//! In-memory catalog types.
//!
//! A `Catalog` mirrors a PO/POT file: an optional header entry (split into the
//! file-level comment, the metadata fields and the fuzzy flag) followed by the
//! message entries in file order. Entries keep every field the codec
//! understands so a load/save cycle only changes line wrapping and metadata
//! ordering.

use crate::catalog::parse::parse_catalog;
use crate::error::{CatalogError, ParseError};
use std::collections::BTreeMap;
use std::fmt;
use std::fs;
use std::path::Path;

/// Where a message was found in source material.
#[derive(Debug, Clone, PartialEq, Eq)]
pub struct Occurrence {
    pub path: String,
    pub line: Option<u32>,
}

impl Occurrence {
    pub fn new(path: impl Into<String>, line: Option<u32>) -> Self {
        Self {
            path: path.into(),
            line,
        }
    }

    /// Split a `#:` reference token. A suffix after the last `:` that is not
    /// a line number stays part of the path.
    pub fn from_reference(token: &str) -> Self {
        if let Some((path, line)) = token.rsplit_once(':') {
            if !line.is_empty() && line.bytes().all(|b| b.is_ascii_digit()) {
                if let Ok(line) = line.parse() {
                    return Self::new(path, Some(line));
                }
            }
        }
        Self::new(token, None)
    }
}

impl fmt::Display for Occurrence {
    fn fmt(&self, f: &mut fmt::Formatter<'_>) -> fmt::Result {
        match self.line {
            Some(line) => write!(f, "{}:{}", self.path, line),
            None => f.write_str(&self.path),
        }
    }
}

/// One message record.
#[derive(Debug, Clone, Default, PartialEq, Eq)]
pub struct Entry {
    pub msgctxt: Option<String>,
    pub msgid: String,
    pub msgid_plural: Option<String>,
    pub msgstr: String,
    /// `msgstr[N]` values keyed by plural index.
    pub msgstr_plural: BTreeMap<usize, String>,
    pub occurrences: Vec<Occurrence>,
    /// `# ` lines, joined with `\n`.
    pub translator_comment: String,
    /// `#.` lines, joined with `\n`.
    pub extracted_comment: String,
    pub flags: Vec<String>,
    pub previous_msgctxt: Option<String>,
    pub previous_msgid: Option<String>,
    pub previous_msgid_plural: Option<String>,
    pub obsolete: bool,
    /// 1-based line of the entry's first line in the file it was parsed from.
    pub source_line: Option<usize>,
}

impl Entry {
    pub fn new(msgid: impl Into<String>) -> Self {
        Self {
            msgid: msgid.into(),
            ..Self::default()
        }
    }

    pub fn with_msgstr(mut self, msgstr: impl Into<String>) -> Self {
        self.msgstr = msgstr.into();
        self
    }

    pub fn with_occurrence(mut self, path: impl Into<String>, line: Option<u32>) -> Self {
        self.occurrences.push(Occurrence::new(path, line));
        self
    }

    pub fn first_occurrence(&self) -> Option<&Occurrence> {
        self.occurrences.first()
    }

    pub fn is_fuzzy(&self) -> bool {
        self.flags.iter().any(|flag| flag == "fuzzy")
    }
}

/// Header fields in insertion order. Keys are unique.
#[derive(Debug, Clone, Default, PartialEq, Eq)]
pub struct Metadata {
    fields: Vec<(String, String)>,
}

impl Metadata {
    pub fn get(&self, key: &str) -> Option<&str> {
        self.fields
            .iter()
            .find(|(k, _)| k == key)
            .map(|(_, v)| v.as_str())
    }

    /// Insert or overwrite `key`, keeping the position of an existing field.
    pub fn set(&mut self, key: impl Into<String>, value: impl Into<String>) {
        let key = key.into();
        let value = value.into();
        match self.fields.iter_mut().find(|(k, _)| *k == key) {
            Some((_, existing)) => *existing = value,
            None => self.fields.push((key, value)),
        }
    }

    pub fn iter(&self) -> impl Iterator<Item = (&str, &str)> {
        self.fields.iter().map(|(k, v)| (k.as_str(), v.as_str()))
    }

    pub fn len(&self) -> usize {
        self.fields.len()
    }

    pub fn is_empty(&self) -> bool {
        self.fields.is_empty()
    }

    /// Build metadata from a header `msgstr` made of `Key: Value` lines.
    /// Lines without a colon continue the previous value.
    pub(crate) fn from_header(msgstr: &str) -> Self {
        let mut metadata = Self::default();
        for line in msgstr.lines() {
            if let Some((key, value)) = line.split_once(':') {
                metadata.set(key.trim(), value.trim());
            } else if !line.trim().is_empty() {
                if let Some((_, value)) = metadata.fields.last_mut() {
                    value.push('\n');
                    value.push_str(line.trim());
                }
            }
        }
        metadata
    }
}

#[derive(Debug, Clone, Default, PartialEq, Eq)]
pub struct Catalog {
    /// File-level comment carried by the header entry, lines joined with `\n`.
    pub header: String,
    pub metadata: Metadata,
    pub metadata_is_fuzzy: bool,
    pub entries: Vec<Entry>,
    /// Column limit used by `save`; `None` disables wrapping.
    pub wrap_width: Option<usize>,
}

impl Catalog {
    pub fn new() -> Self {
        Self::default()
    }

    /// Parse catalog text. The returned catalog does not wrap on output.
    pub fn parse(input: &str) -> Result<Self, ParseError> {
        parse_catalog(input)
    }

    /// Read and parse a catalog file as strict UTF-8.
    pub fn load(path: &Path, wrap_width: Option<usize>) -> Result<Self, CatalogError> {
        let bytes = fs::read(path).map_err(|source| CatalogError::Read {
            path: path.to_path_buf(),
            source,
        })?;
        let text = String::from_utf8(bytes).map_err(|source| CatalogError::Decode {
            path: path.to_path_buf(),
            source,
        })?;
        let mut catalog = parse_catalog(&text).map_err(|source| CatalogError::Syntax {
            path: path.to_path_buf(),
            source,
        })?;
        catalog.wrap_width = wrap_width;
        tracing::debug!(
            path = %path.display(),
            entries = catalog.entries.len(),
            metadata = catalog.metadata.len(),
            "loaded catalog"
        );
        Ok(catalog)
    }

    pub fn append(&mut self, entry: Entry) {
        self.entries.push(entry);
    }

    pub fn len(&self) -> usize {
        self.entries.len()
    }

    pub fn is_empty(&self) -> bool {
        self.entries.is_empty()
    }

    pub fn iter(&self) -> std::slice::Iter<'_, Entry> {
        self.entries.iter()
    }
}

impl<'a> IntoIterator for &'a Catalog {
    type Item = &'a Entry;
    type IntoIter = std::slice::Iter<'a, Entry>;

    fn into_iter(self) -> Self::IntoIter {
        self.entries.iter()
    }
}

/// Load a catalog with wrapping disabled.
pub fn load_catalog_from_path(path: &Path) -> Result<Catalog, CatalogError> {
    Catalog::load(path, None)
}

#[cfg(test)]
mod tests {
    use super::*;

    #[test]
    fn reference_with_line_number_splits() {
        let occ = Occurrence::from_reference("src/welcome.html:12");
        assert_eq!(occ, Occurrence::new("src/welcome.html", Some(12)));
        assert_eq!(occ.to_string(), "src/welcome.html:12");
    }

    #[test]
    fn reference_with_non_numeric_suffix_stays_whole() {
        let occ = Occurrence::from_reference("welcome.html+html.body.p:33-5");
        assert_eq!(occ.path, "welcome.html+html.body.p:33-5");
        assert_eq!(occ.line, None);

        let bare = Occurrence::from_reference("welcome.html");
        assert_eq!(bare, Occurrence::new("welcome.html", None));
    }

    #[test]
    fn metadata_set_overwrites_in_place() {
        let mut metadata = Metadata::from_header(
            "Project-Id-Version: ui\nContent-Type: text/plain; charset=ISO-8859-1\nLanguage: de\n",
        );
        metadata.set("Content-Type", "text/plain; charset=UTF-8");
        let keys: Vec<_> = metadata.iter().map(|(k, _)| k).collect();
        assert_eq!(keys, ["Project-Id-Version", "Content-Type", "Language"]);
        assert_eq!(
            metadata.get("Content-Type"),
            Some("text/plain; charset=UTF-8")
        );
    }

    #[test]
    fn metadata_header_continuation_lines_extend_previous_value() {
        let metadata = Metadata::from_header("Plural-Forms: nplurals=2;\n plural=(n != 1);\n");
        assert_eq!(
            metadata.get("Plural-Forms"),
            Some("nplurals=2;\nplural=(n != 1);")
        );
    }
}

| PROBLEM |
State how many lines of the material contain the string "impl", with no other words.

| EXERCISE SOLUTION |
12